Gus Farid

Avatartentang pengharapan dan kegelisahan terhadap "good society" di Indonesia

Teori Atlantis dan Pariwisata Kita

PROLOG: Kondisi pariwisata kita terbukti kalah jauh dibanding beberapa negara tetangga. Negeri yang kayaraya ini ternyata rada merudin juga pada sektor ini. Negeri tetangga, Malaysia, malah dengan 'kreatif' mencuri warisan budaya kita lantaran menetes air-liurnya melihat kekayaan Indonesia. Musik angklung dan rumah gadang berupaya diklaimnya; konon sampai mau dipatenkan segala. Di tengah kondisi demikian, ada peluang baru yang 'ditawarkan' oleh Teori Atlantis. Tulisan ini (sebelumnya dimuat di koran Radar Jogja, 27 Februari 2010) semoga bisa menjadi bahan refleksi untuk tindakan berwawasan jangka panjang depan.

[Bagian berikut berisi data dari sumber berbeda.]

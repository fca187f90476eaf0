//! Runtime memory pressure probe.

use std::path::{Path, PathBuf};
use std::sync::Arc;
use std::time::Duration;

use async_trait::async_trait;
use serde::{Deserialize, Serialize};
use serde_json::json;
use tracing::{debug, instrument};

use super::{Probe, ProbeOutcome};
use crate::assessment::{ProbeResult, ProbeStatus, Subsystem};
use crate::error::{HealthError, HealthResult, ProbeFault};

const MIB: f64 = 1024.0 * 1024.0;

/// One reading of the runtime memory counters.
#[derive(Debug, Clone, Copy, PartialEq, Eq, Serialize, Deserialize)]
pub struct MemorySample {
    /// Bytes currently in use by the process.
    pub used_bytes: u64,

    /// Bytes the runtime has reserved or the host exposes.
    pub total_bytes: u64,

    /// Hard limit the process may grow to.
    pub limit_bytes: u64,
}

impl MemorySample {
    /// Fraction of the limit currently in use.
    pub fn pressure(&self) -> Option<f64> {
        (self.limit_bytes > 0).then(|| self.used_bytes as f64 / self.limit_bytes as f64)
    }
}

/// Source of memory counters.
///
/// `Ok(None)` means the runtime exposes no counters, which is not a failure.
pub trait MemoryGauge: Send + Sync {
    /// Take a sample of the memory counters.
    fn sample(&self) -> HealthResult<Option<MemorySample>>;
}

/// [`MemoryGauge`] reading Linux procfs and the cgroup v2 memory limit.
#[derive(Debug, Clone)]
pub struct ProcMemoryGauge {
    proc_root: PathBuf,
    cgroup_max: PathBuf,
}

impl Default for ProcMemoryGauge {
    fn default() -> Self {
        Self {
            proc_root: PathBuf::from("/proc"),
            cgroup_max: PathBuf::from("/sys/fs/cgroup/memory.max"),
        }
    }
}

impl ProcMemoryGauge {
    /// Create a gauge rooted at alternative procfs and cgroup paths.
    pub fn with_paths(proc_root: impl Into<PathBuf>, cgroup_max: impl Into<PathBuf>) -> Self {
        Self {
            proc_root: proc_root.into(),
            cgroup_max: cgroup_max.into(),
        }
    }

    fn read_kib(path: &Path, key: &str) -> HealthResult<Option<u64>> {
        let contents = match std::fs::read_to_string(path) {
            Ok(contents) => contents,
            Err(e) if e.kind() == std::io::ErrorKind::NotFound => return Ok(None),
            Err(e) => {
                return Err(HealthError::MemoryCounters(format!(
                    "{}: {}",
                    path.display(),
                    e
                )))
            }
        };
        parse_kib(&contents, key)
            .map(|kib| Some(kib * 1024))
            .ok_or_else(|| {
                HealthError::MemoryCounters(format!("{} missing from {}", key, path.display()))
            })
    }

    fn cgroup_limit(&self) -> Option<u64> {
        std::fs::read_to_string(&self.cgroup_max)
            .ok()
            .and_then(|raw| raw.trim().parse::<u64>().ok())
    }
}

impl MemoryGauge for ProcMemoryGauge {
    fn sample(&self) -> HealthResult<Option<MemorySample>> {
        let Some(used_bytes) = Self::read_kib(&self.proc_root.join("self/status"), "VmRSS:")? else {
            return Ok(None);
        };
        let Some(total_bytes) = Self::read_kib(&self.proc_root.join("meminfo"), "MemTotal:")? else {
            return Ok(None);
        };

        let limit_bytes = self
            .cgroup_limit()
            .map_or(total_bytes, |limit| limit.min(total_bytes));

        Ok(Some(MemorySample {
            used_bytes,
            total_bytes,
            limit_bytes,
        }))
    }
}

fn parse_kib(contents: &str, key: &str) -> Option<u64> {
    contents
        .lines()
        .find_map(|line| line.strip_prefix(key))
        .and_then(|rest| rest.split_whitespace().next())
        .and_then(|value| value.parse().ok())
}

/// Probe classifying memory pressure.
pub struct MemoryProbe {
    gauge: Arc<dyn MemoryGauge>,
    timeout: Duration,
    warning_ratio: f64,
    critical_ratio: f64,
}

impl MemoryProbe {
    /// Create a memory probe.
    pub fn new(
        gauge: Arc<dyn MemoryGauge>,
        timeout: Duration,
        warning_ratio: f64,
        critical_ratio: f64,
    ) -> Self {
        Self {
            gauge,
            timeout,
            warning_ratio,
            critical_ratio,
        }
    }

    fn classify(&self, pressure: f64) -> ProbeStatus {
        if pressure < self.warning_ratio {
            ProbeStatus::Healthy
        } else if pressure < self.critical_ratio {
            ProbeStatus::Warning
        } else {
            ProbeStatus::Critical
        }
    }
}

fn recommendation(status: ProbeStatus) -> &'static str {
    match status {
        ProbeStatus::Critical => "Reduce working set or restart the client",
        ProbeStatus::Warning => "Monitor memory growth",
        _ => "Memory usage is within normal range",
    }
}

#[async_trait]
impl Probe for MemoryProbe {
    fn subsystem(&self) -> Subsystem {
        Subsystem::Memory
    }

    #[instrument(skip(self), fields(probe = "memory"))]
    async fn execute(&self) -> ProbeOutcome {
        let gauge = self.gauge.clone();
        let read = tokio::time::timeout(
            self.timeout,
            tokio::task::spawn_blocking(move || gauge.sample()),
        )
        .await;

        let sample = match read {
            Ok(Ok(Ok(sample))) => sample,
            Ok(Ok(Err(e))) => {
                return Err(ProbeFault::Indeterminate {
                    subsystem: Subsystem::Memory,
                    reason: e.to_string(),
                })
            }
            Ok(Err(join_error)) => {
                return Err(ProbeFault::Panicked {
                    subsystem: Subsystem::Memory,
                    reason: join_error.to_string(),
                })
            }
            Err(_) => {
                return Err(ProbeFault::Timeout {
                    subsystem: Subsystem::Memory,
                    timeout_ms: self.timeout.as_millis() as u64,
                })
            }
        };

        let Some(sample) = sample else {
            debug!("Memory counters unavailable");
            return Ok(
                ProbeResult::new(Subsystem::Memory, ProbeStatus::Healthy).with_detail(json!({
                    "note": "Memory API not available - monitoring reduced",
                })),
            );
        };

        let Some(pressure) = sample.pressure() else {
            return Err(ProbeFault::Indeterminate {
                subsystem: Subsystem::Memory,
                reason: "memory limit reported as zero".into(),
            });
        };

        let status = self.classify(pressure);
        Ok(ProbeResult::new(Subsystem::Memory, status).with_detail(json!({
            "used_mb": (sample.used_bytes as f64 / MIB).round() as u64,
            "total_mb": (sample.total_bytes as f64 / MIB).round() as u64,
            "limit_mb": (sample.limit_bytes as f64 / MIB).round() as u64,
            "usage_percent": (pressure * 100.0).round() as u64,
            "recommendation": recommendation(status),
        })))
    }
}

AHLI SEJARAH BUMI dari Brazil, Profesor Arysio Nunes Dos Santos, beberapa tahun lalu menerbitkan teori yang menggegerkan tentang legenda Benua Atlantis. Ia mencari jawab seputar tenggelamnya benua berperadaban maju yang oleh filsuf Plato dinamai dengan nama yang diduga menjadi tempatnya sekarang, yakni di Samudra Atlantik. Tapi kajian gurubesar fisika nuklir dan geologi itu selama 30 tahun terakhir mengoreksi pendapat Plato. Atlantis dibuktikan Santos berada di tempat yang sekarang menjadi wilayah Nusantara! Kini, buku Santos, Atlantis, the Lost Continent Finally Found, baru saja diindonesiakan dan diterbitkan (Jakarta: Ufuk, Januari 2010).


KURANG SIGAP
Tahun 2009 merupakan tahun yang ‘sibuk’ bagi bangsa Indonesia. Perhelatan pemilu menyita energi kita begitu rupa. Sehingga, secara kolektif kita seperti lupa kepada hal-hal lain, termasuk mengembangkan cara mendongkrak kunjungan wisatawan mancanegara (wisman). Jika pada 2008 wisman mencapai 6,4 juta jiwa (perolehan devisa $7,5 juta), maka tahun 2009 pemerintah cuma mematok angka 6,5 juta jiwa saja atau meningkat 1,5 persen saja.

Tantangan yang belum optimal diatasi ditambah aspek keselamatan dan keamanan [termasuk bom di Marriot dan Ritz-Carlton] menempatkan Indonesia pada posisi 119 (dari 133 negara dunia) dalam kajian World Economic Forum (WEC) 2009. Ditengok dari sisi lain yang berkaitan dengan business costs of crime and violence, Indonesia duduk di posisi 47. Anehnya, tahun 2010 Dephubpar justru mencanangkan target kunjungan wisman sebanyak 7 juta orang atau meningkat 7% (Antaranews). Target tersebut cukup ambisius. Padahal, posisi daya saing wisata kita, menurut survei WEC, berada pada urutan 81.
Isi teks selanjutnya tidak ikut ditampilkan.